_EXERCISE OBJECTIVE_
Once you have read the records, write them out again exactly.

_DATA FOR ANALYSIS_
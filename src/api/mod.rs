//! Axum handlers and route table.

pub mod abstracts;
pub mod annotate;
pub mod download;

use axum::http::StatusCode;
use axum::routing::{get, post};
use axum::Router;

use crate::models::DEFAULT_PER_PAGE;
use crate::state::AppState;

pub fn router(state: AppState) -> Router {
    Router::new()
        .route("/health", get(health))
        .route("/api/stats", get(abstracts::stats))
        .route("/api/abstracts", get(abstracts::list_abstracts))
        .route("/api/models", get(abstracts::list_models))
        .route("/api/annotate", post(annotate::annotate))
        .route("/api/progress/{task_id}", get(annotate::progress))
        .route("/api/annotated/{task_id}", get(annotate::annotated))
        .route("/api/download/current", get(download::download_current))
        .route("/api/download/{task_id}", get(download::download_task))
        .with_state(state)
}

async fn health() -> &'static str {
    "ok"
}

/// Validate 1-based pagination parameters, applying defaults.
pub(crate) fn page_params(
    page: Option<i64>,
    per_page: Option<i64>,
) -> Result<(usize, usize), (StatusCode, String)> {
    let page = page.unwrap_or(1);
    let per_page = per_page.unwrap_or(DEFAULT_PER_PAGE);
    if page < 1 {
        return Err((StatusCode::BAD_REQUEST, "page must be at least 1".to_string()));
    }
    if per_page < 1 {
        return Err((
            StatusCode::BAD_REQUEST,
            "per_page must be at least 1".to_string(),
        ));
    }
    Ok((page as usize, per_page as usize))
}
use std::fs;
use std::io::Read;
use std::path::{Path, PathBuf};

use anyhow::{Context, Result};
use csv::ReaderBuilder;

use super::{Record, Table, COL_ABSTRACT, COL_AUTHOR, COL_ID, COL_LINK, COL_TITLE, COL_TRACK};

/// File names tried, in order, when the data path is a directory.
const KNOWN_FILES: &[&str] = &[
    "2025 ESMO - All combined - raw.csv",
    "2025 ESMO Abstracts.csv",
    "ESMO_Abstracts.csv",
    "2025 ASCO - Abstracts.csv",
    "2025 ASCO Abstracts.csv",
    "ASCO_Abstracts.csv",
    "abstracts.csv",
];

/// ESMO exports use different headers than ASCO ones; everything is mapped to the ASCO names.
const COLUMN_ALIASES: &[(&str, &str)] = &[
    ("Poster ID", COL_ID),
    ("Poster Title", COL_TITLE),
    ("Presenting Author", COL_AUTHOR),
    ("Category", COL_TRACK),
];

/// Find the spreadsheet export to load. A file path is used as is.
pub fn resolve_data_file(path: &Path) -> Result<PathBuf> {
    if path.is_file() {
        return Ok(path.to_path_buf());
    }
    if !path.is_dir() {
        anyhow::bail!("Data path {} does not exist", path.display());
    }

    for name in KNOWN_FILES {
        let candidate = path.join(name);
        if candidate.is_file() {
            return Ok(candidate);
        }
    }

    let mut csv_files: Vec<PathBuf> = fs::read_dir(path)
        .with_context(|| format!("Failed to list {}", path.display()))?
        .filter_map(|entry| entry.ok().map(|e| e.path()))
        .filter(|p| {
            p.is_file()
                && p.extension()
                    .and_then(|e| e.to_str())
                    .is_some_and(|e| e.eq_ignore_ascii_case("csv"))
        })
        .collect();
    csv_files.sort();

    csv_files
        .into_iter()
        .next()
        .with_context(|| format!("No abstracts CSV file found in {}", path.display()))
}

/// Resolve and load the abstracts table.
pub fn load(path: &Path) -> Result<(PathBuf, Table)> {
    let file_path = resolve_data_file(path)?;
    let file = fs::File::open(&file_path)
        .with_context(|| format!("Failed to open {}", file_path.display()))?;
    let table = load_from_reader(file)
        .with_context(|| format!("Failed to load abstracts from {}", file_path.display()))?;
    Ok((file_path, table))
}

/// Parse a CSV export into a table, normalizing column names.
pub fn load_from_reader<R: Read>(reader: R) -> Result<Table> {
    let mut reader = ReaderBuilder::new().flexible(true).from_reader(reader);

    let mut columns: Vec<String> = reader
        .headers()
        .context("Missing header row")?
        .iter()
        .map(normalize_column)
        .collect();
    let has_link = columns.iter().any(|c| c == COL_LINK);

    let mut records = Vec::new();
    for (row_number, result) in reader.records().enumerate() {
        let row = result.with_context(|| format!("Invalid row {}", row_number + 1))?;
        let mut record = Record::default();

        for (i, column) in columns.iter().enumerate() {
            // Short rows are padded with empty cells.
            let value = row.get(i).unwrap_or_default().to_string();
            match column.as_str() {
                COL_ID => record.id = value,
                COL_TRACK => record.track = value,
                COL_AUTHOR => record.author = value,
                COL_TITLE => record.title = value,
                COL_ABSTRACT => record.abstract_text = value,
                _ => record.extra.push((column.clone(), value)),
            }
        }
        if !has_link {
            record.extra.push((COL_LINK.to_string(), String::new()));
        }
        records.push(record);
    }

    if !has_link {
        columns.push(COL_LINK.to_string());
    }

    Ok(Table::new(records, columns))
}

fn normalize_column(raw: &str) -> String {
    let name = raw.trim();
    COLUMN_ALIASES
        .iter()
        .find(|(from, _)| *from == name)
        .map(|(_, to)| to.to_string())
        .unwrap_or_else(|| name.to_string())
}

_WRITTEN SOLUTION_
filename src/api/mod.rs
//! Axum handlers and route table.

pub mod abstracts;
pub mod annotate;
pub mod download;

use axum::http::StatusCode;
use axum::routing::{get, post};
use axum::Router;

use crate::models::DEFAULT_PER_PAGE;
use crate::state::AppState;

pub fn router(state: AppState) -> Router {
    Router::new()
        .route("/health", get(health))
        .route("/api/stats", get(abstracts::stats))
        .route("/api/abstracts", get(abstracts::list_abstracts))
        .route("/api/models", get(abstracts::list_models))
        .route("/api/annotate", post(annotate::annotate))
        .route("/api/progress/{task_id}", get(annotate::progress))
        .route("/api/annotated/{task_id}", get(annotate::annotated))
        .route("/api/download/current", get(download::download_current))
        .route("/api/download/{task_id}", get(download::download_task))
        .with_state(state)
}

async fn health() -> &'static str {
    "ok"
}

/// Validate 1-based pagination parameters, applying defaults.
pub(crate) fn page_params(
    page: Option<i64>,
    per_page: Option<i64>,
) -> Result<(usize, usize), (StatusCode, String)> {
    let page = page.unwrap_or(1);
    let per_page = per_page.unwrap_or(DEFAULT_PER_PAGE);
    if page < 1 {
        return Err((StatusCode::BAD_REQUEST, "page must be at least 1".to_string()));
    }
    if per_page < 1 {
        return Err((
            StatusCode::BAD_REQUEST,
            "per_page must be at least 1".to_string(),
        ));
    }
    Ok((page as usize, per_page as usize))
}
use std::fs;
use std::io::Read;
use std::path::{Path, PathBuf};

use anyhow::{Context, Result};
use csv::ReaderBuilder;

use super::{Record, Table, COL_ABSTRACT, COL_AUTHOR, COL_ID, COL_LINK, COL_TITLE, COL_TRACK};

/// File names tried, in order, when the data path is a directory.
const KNOWN_FILES: &[&str] = &[
    "2025 ESMO - All combined - raw.csv",
    "2025 ESMO Abstracts.csv",
    "ESMO_Abstracts.csv",
    "2025 ASCO - Abstracts.csv",
    "2025 ASCO Abstracts.csv",
    "ASCO_Abstracts.csv",
    "abstracts.csv",
];

/// ESMO exports use different headers than ASCO ones; everything is mapped to the ASCO names.
const COLUMN_ALIASES: &[(&str, &str)] = &[
    ("Poster ID", COL_ID),
    ("Poster Title", COL_TITLE),
    ("Presenting Author", COL_AUTHOR),
    ("Category", COL_TRACK),
];

/// Find the spreadsheet export to load. A file path is used as is.
pub fn resolve_data_file(path: &Path) -> Result<PathBuf> {
    if path.is_file() {
        return Ok(path.to_path_buf());
    }
    if !path.is_dir() {
        anyhow::bail!("Data path {} does not exist", path.display());
    }

    for name in KNOWN_FILES {
        let candidate = path.join(name);
        if candidate.is_file() {
            return Ok(candidate);
        }
    }

    let mut csv_files: Vec<PathBuf> = fs::read_dir(path)
        .with_context(|| format!("Failed to list {}", path.display()))?
        .filter_map(|entry| entry.ok().map(|e| e.path()))
        .filter(|p| {
            p.is_file()
                && p.extension()
                    .and_then(|e| e.to_str())
                    .is_some_and(|e| e.eq_ignore_ascii_case("csv"))
        })
        .collect();
    csv_files.sort();

    csv_files
        .into_iter()
        .next()
        .with_context(|| format!("No abstracts CSV file found in {}", path.display()))
}

/// Resolve and load the abstracts table.
pub fn load(path: &Path) -> Result<(PathBuf, Table)> {
    let file_path = resolve_data_file(path)?;
    let file = fs::File::open(&file_path)
        .with_context(|| format!("Failed to open {}", file_path.display()))?;
    let table = load_from_reader(file)
        .with_context(|| format!("Failed to load abstracts from {}", file_path.display()))?;
    Ok((file_path, table))
}

/// Parse a CSV export into a table, normalizing column names.
pub fn load_from_reader<R: Read>(reader: R) -> Result<Table> {
    let mut reader = ReaderBuilder::new().flexible(true).from_reader(reader);

    let mut columns: Vec<String> = reader
        .headers()
        .context("Missing header row")?
        .iter()
        .map(normalize_column)
        .collect();
    let has_link = columns.iter().any(|c| c == COL_LINK);

    let mut records = Vec::new();
    for (row_number, result) in reader.records().enumerate() {
        let row = result.with_context(|| format!("Invalid row {}", row_number + 1))?;
        let mut record = Record::default();

        for (i, column) in columns.iter().enumerate() {
            // Short rows are padded with empty cells.
            let value = row.get(i).unwrap_or_default().to_string();
            match column.as_str() {
                COL_ID => record.id = value,
                COL_TRACK => record.track = value,
                COL_AUTHOR => record.author = value,
                COL_TITLE => record.title = value,
                COL_ABSTRACT => record.abstract_text = value,
                _ => record.extra.push((column.clone(), value)),
            }
        }
        if !has_link {
            record.extra.push((COL_LINK.to_string(), String::new()));
        }
        records.push(record);
    }

    if !has_link {
        columns.push(COL_LINK.to_string());
    }

    Ok(Table::new(records, columns))
}

fn normalize_column(raw: &str) -> String {
    let name = raw.trim();
    COLUMN_ALIASES
        .iter()
        .find(|(from, _)| *from == name)
        .map(|(_, to)| to.to_string())
        .unwrap_or_else(|| name.to_string())
}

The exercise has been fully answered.